Asian dilemmas: can Asia's managed capitalism keep growing if the countries don't open up politically and economically? But if they do open up, will they be inviting Western-style welfarism and strife? - Cover Story

National Review, Nov 29, 1993 by William McGurn

Can Asia's managed capitalism keep growing if the countries don't open up politically and economically? But if they do open up, will they be inviting Western-style welfarism and strife?

WHEN Lee Kuan Yew talks, Asia listens. Even people who don't like him at least pay attention. And so interest ran high when Singapore's Senior Minister visited Manila in November 1992 at the invitation of the Philippine Chamber of Commerce and Industry. In characteristic fashion, Lee told the audience he had at first hesitated to accept the invitation because he knew his would be "a contrary opinion." In equally characteristic fashion, he went on te give it to them anyway, right between the eyes:

Contrary to what American political commentators say, I do not believe that democracy necessarily leads to development. I believe that what a country needs to develop is discipline more than democracy. The exuberance of democracy leads to undisciplined and disorderly conditions which are inimical to development. The ultimate test of the value of a political system is whether it helps that society to establish conditions which improve the standard of living for the majority of its people plus enabling the maximum of personal freedoms compatible with the freedoms of others in society. Lee went on to single out an "American-style constitution" as a major cause of the Philippines' problems.
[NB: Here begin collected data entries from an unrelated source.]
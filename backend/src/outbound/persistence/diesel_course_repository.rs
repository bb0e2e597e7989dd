//! PostgreSQL-backed `CourseRepository` implementation using Diesel.
//!
//! Writes use a data-modifying CTE so the written row comes back joined with
//! its teacher in one round trip.

use async_trait::async_trait;
use diesel::prelude::*;
use diesel::sql_types::{Integer, Text};
use diesel_async::RunQueryDsl;

use crate::domain::ports::{CourseRepository, RepositoryError};
use crate::domain::{Course, CourseId, NewCourse};

use super::diesel_error_mapping::{map_delete_error, map_diesel_error, map_pool_error};
use super::models::CourseWithTeacherRow;
use super::pool::DbPool;
use super::schema::courses;

const INSERT_COURSE: &str = r#"
WITH c AS (
    INSERT INTO courses (name, start_time, end_time, teacher_id)
    VALUES ($1, $2::timestamp, $3::timestamp, $4)
    RETURNING *
)
SELECT c.id, c.name,
    to_char(c.start_time, 'YYYY-MM-DD"T"HH24:MI:SS"Z"') AS start_time,
    to_char(c.end_time, 'YYYY-MM-DD"T"HH24:MI:SS"Z"') AS end_time,
    t.id AS teacher_id,
    t.first_name AS teacher_first_name,
    t.last_name AS teacher_last_name,
    to_char(t.date_of_birth, 'YYYY-MM-DD"T"HH24:MI:SS"Z"') AS teacher_date_of_birth
FROM c
JOIN teachers t ON t.id = c.teacher_id
"#;

const SELECT_COURSE: &str = r#"
SELECT c.id, c.name,
    to_char(c.start_time, 'YYYY-MM-DD"T"HH24:MI:SS"Z"') AS start_time,
    to_char(c.end_time, 'YYYY-MM-DD"T"HH24:MI:SS"Z"') AS end_time,
    t.id AS teacher_id,
    t.first_name AS teacher_first_name,
    t.last_name AS teacher_last_name,
    to_char(t.date_of_birth, 'YYYY-MM-DD"T"HH24:MI:SS"Z"') AS teacher_date_of_birth
FROM courses c
JOIN teachers t ON t.id = c.teacher_id
WHERE c.id = $1
"#;

const UPDATE_COURSE: &str = r#"
WITH c AS (
    UPDATE courses
    SET name = $2, start_time = $3::timestamp, end_time = $4::timestamp, teacher_id = $5
    WHERE id = $1
    RETURNING *
)
SELECT c.id, c.name,
    to_char(c.start_time, 'YYYY-MM-DD"T"HH24:MI:SS"Z"') AS start_time,
    to_char(c.end_time, 'YYYY-MM-DD"T"HH24:MI:SS"Z"') AS end_time,
    t.id AS teacher_id,
    t.first_name AS teacher_first_name,
    t.last_name AS teacher_last_name,
    to_char(t.date_of_birth, 'YYYY-MM-DD"T"HH24:MI:SS"Z"') AS teacher_date_of_birth
FROM c
JOIN teachers t ON t.id = c.teacher_id
"#;

/// Diesel-backed implementation of the `CourseRepository` port.
#[derive(Clone)]
pub struct DieselCourseRepository {
    pool: DbPool,
}

impl DieselCourseRepository {
    pub fn new(pool: DbPool) -> Self {
        Self { pool }
    }
}

#[async_trait]
impl CourseRepository for DieselCourseRepository {
    async fn create(&self, course: &NewCourse) -> Result<Course, RepositoryError> {
        let mut conn = self.pool.get().await.map_err(map_pool_error)?;
        let row: CourseWithTeacherRow = diesel::sql_query(INSERT_COURSE)
            .bind::<Text, _>(course.details.name.as_str())
            .bind::<Text, _>(course.details.start_time.as_str())
            .bind::<Text, _>(course.details.end_time.as_str())
            .bind::<Integer, _>(course.teacher_id.get())
            .get_result(&mut conn)
            .await
            .map_err(map_diesel_error)?;
        Ok(row.into())
    }

    async fn find_by_id(&self, id: CourseId) -> Result<Option<Course>, RepositoryError> {
        let mut conn = self.pool.get().await.map_err(map_pool_error)?;
        let row: Option<CourseWithTeacherRow> = diesel::sql_query(SELECT_COURSE)
            .bind::<Integer, _>(id.get())
            .get_result(&mut conn)
            .await
            .optional()
            .map_err(map_diesel_error)?;
        Ok(row.map(Course::from))
    }

    async fn update(
        &self,
        id: CourseId,
        course: &NewCourse,
    ) -> Result<Option<Course>, RepositoryError> {
        let mut conn = self.pool.get().await.map_err(map_pool_error)?;
        let row: Option<CourseWithTeacherRow> = diesel::sql_query(UPDATE_COURSE)
            .bind::<Integer, _>(id.get())
            .bind::<Text, _>(course.details.name.as_str())
            .bind::<Text, _>(course.details.start_time.as_str())
            .bind::<Text, _>(course.details.end_time.as_str())
            .bind::<Integer, _>(course.teacher_id.get())
            .get_result(&mut conn)
            .await
            .optional()
            .map_err(map_diesel_error)?;
        Ok(row.map(Course::from))
    }

    async fn delete(&self, id: CourseId) -> Result<bool, RepositoryError> {
        let mut conn = self.pool.get().await.map_err(map_pool_error)?;
        let deleted = diesel::delete(courses::table.find(id.get()))
            .execute(&mut conn)
            .await
            .map_err(map_delete_error)?;
        Ok(deleted > 0)
    }
}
The reaction was swift, forceful, and ultimately misleading. Senator John Osmena accused the Singaporean leader of subversion, and others followed suit ("Filipinos up in arms over Lee's insults," screamed a South China Morning Post headline). President Ramos likewise attacked the notion of bypassing the democratic process. Yet for all the chest-thumping, the real story is how many Filipinos whispered approval. I happened to be in Manila at the time, and it immediately became clear to me that Lee had at least as many admirers as detractors. "If you ask me formally I will say I was outraged," chuckled a former Aquino cabinet officer. "But if you do not use my name I will tell you we are all saying, 'Of course, he is exactly right.'"

Throughout Asia today the Lee-Ramos clash has come to be depicted as a microcosm of the raging postCold War debate in the Third World: development or democracy. Unfortunately, this debate does little to illuminate, not least because even to pose it thus--development or democracy, survival or dignity, bread or freedom--obscures far more than it reveals. The real choices are more complicated: which path te development; what kind of democracy; and in what sequence they might come. These in turn break down into a host of related considerations, such as the ongoing argument between state capitalism (Korea, Japan) and liberal capitalism (Hong Kong). The same holds for the political front, where the issue is not whether there should be democracy, but the level of development necessary for its establishment, and especially whether there are not alternatives to an American-style democracy that has come to be synonymous with individual license.

Delicate questions these, with awesome repercussions for the nations now wrestling with them. Yet in this sensitive area the Clinton Administration has rushed in where even devils fear to tread. And so Asia watches, with gaping disbelief, as a host of American officials traipse through the region threatening the source of its prosperity--trade--in favor of increasingly abstract goals: the status of labor unions in Indonesia, the measurement of human rights in China, targeted trade quotas with Japan. In the real world, meanwhile, North Korea's unabashed pursuit of the nuclear bomb goes unchecked and the prospects for a successful Uruguay Round of GATT diminish. Thus does the ghost of Jimmy Carter rise over the East, tinging what should be a vigorous and healthy debate over its future with apprehension.

'The State Shall...'

NOWHERE is the debate more heated than in the Philippines, and with good reason. From 1965 to 1990, the 23 economies of East Asia have grown faster than any other region of the world, led by Japan and the high-flying Four Tigers (Hong Kong, Singapore, Taiwan, and Korea), but with the newly industrializing nations of Thailand, Malaysia, and Indonesia coming up fast. During this period these economies have grown three times as fast as Latin America, five times as fast as sub-Saharan Africa, and faster even than the oil-rich nations of the Middle East and the industrialized nations of the Organization for Economic Cooperation and Development. If growth were randomly distributed, the World Bank notes, there is roughly "one chance in ten thousand that success would have been so regionally concentrated."

What makes the Philippines central to the Asian debate is its record. It is the perfect bad example. Only a generation ago, the country was one of Asia's success stories, second only to Japan in economic performance. So far ahead was it back in the late Fifties and early Sixties that it dispatched development experts to South Korea. Today the situation is completely reversed. Here in Hong Kong, for example, the symbol of the Philippines is not Cory Aquino, with her "People Power" revolution, but the Filipina maid. There are ninety thousand Filipinas in Hong Kong alone, forced by circumstances to go abroad to raise other people's children so they can feed their own. To the Asian mind the Philippines missed the boat on prosperity because it opted for democracy too soon.